Notation note. The notation and hypotheses in the main body of the article continue to be in force. For a p-adic Lie group G and a p-adic ring R, we write \(\Lambda _R(G)\) for the completed group ring of G with coefficients in R, and \(\mathscr {H}_{\infty ,R}(G)\) for the algebra of \(\textrm{Frac}(R)\)-valued distributions on G. If \(R=\mathcal {O}\), we often omit it from the notation.

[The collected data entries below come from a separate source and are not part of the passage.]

//! Rewriting of source-foundation domains into target-foundation domains.
//!
//! Mappings are ordered; the first mapping whose old domain occurs in a value
//! is the only one applied to it.

use serde::{Deserialize, Serialize};
use serde_json::Value;

use crate::model::CredentialMap;

/// One `old -> new` domain pair.
#[derive(Debug, Clone, PartialEq, Eq, Serialize, Deserialize)]
pub struct DomainMapping {
    /// Domain suffix used on the source foundation
    pub old: String,
    /// Replacement used on the target foundation
    pub new: String,
}

impl DomainMapping {
    /// Convenience constructor.
    pub fn new(old: impl Into<String>, new: impl Into<String>) -> Self {
        Self {
            old: old.into(),
            new: new.into(),
        }
    }
}

/// Replaces the first matching old domain in `value`. Unmatched input is returned unchanged.
pub fn replace_domain(value: &str, domains: &[DomainMapping]) -> String {
    domains
        .iter()
        .filter(|d| !d.old.is_empty())
        .find(|d| value.contains(d.old.as_str()))
        .map(|d| value.replace(d.old.as_str(), d.new.as_str()))
        .unwrap_or_else(|| value.to_string())
}

/// Applies [`replace_domain`] to every string value in a credential map, recursively.
pub fn replace_domains_in_map(map: &mut CredentialMap, domains: &[DomainMapping]) {
    if domains.is_empty() {
        return;
    }
    for value in map.values_mut() {
        replace_in_value(value, domains);
    }
}

fn replace_in_value(value: &mut Value, domains: &[DomainMapping]) {
    match value {
        Value::String(s) => *s = replace_domain(s, domains),
        Value::Array(items) => items.iter_mut().for_each(|v| replace_in_value(v, domains)),
        Value::Object(map) => map.values_mut().for_each(|v| replace_in_value(v, domains)),
        _ => {}
    }
}

#[cfg(test)]
mod tests {
    use super::*;
    use serde_json::json;

    fn mappings() -> Vec<DomainMapping> {
        vec![DomainMapping::new("cf1.example.com", "cf2.example.com")]
    }

    #[test]
    fn rewrites_matching_domain() {
        assert_eq!(
            replace_domain("https://x.cf1.example.com/path", &mappings()),
            "https://x.cf2.example.com/path"
        );
    }

    #[test]
    fn unmatched_input_is_unchanged() {
        assert_eq!(
            replace_domain("https://x.other.example.org/path", &mappings()),
            "https://x.other.example.org/path"
        );
        assert_eq!(replace_domain("", &mappings()), "");
    }

    #[test]
    fn first_matching_mapping_wins() {
        let domains = vec![
            DomainMapping::new("apps.cf1.example.com", "apps.cf2.example.com"),
            DomainMapping::new("cf1.example.com", "legacy.example.com"),
        ];
        assert_eq!(
            replace_domain("https://a.apps.cf1.example.com", &domains),
            "https://a.apps.cf2.example.com"
        );
        assert_eq!(
            replace_domain("https://sys.cf1.example.com", &domains),
            "https://sys.legacy.example.com"
        );
    }

    #[test]
    fn empty_old_domain_never_matches() {
        let domains = vec![DomainMapping::new("", "boom")];
        assert_eq!(replace_domain("abc", &domains), "abc");
    }

    #[test]
    fn rewrites_nested_credentials() {
        let mut creds = json!({
            "uri": "https://db.cf1.example.com:443",
            "port": 443,
            "hosts": ["a.cf1.example.com", "b.elsewhere.net"],
            "nested": { "dashboard": "https://dash.cf1.example.com" }
        })
        .as_object()
        .cloned()
        .unwrap();

        replace_domains_in_map(&mut creds, &mappings());

        assert_eq!(creds["uri"], json!("https://db.cf2.example.com:443"));
        assert_eq!(creds["port"], json!(443));
        assert_eq!(creds["hosts"], json!(["a.cf2.example.com", "b.elsewhere.net"]));
        assert_eq!(
            creds["nested"]["dashboard"],
            json!("https://dash.cf2.example.com")
        );
    }
}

1.1 A.1 Anticyclotomic Perrin-Riou regulator and Coleman maps

In this section, we review the construction of the anticyclotomic Perrin-Riou regulator and Coleman maps, by composing the two-variable counterparts with the projection map as done in [9, §5.1]. We begin by recalling the two-variable Perrin-Riou map from [26] and its decomposition given in [4]. Let \(k_\infty \) be the \(\mathbb {Z}_p^2\)-extension of K, and fix an embedding \(k_\infty \rightarrow \mathbb {C}_p\) such that the induced place on K is \(\mathfrak {p}\); by an abuse of notation we will write this place of \(k_\infty \) also as \(\mathfrak {p}\). Since p is assumed to be split in K, there is a natural identification \(K_\mathfrak {p}\simeq \mathbb {Q}_p\), and the local completion \(k_{\infty ,\mathfrak {p}}\) can be identified with the compositum \(F_\infty \mathbb {Q}_p^{\textrm{cyc}}\), where \(F_\infty \) is the unramified \(\mathbb {Z}_p\)-extension of \(\mathbb {Q}_p\) and \(\mathbb {Q}_p^\textrm{cyc}\) is the cyclotomic \(\mathbb {Z}_p\)-extension of \(\mathbb {Q}_p\). Put \(U = {\text {Gal}}(F_\infty /\mathbb {Q}_p)\) and \(F_m = F_\infty ^{U^{p^m}}\). When \(m=0\), we shall write \(F=F_0=\mathbb {Q}_p\).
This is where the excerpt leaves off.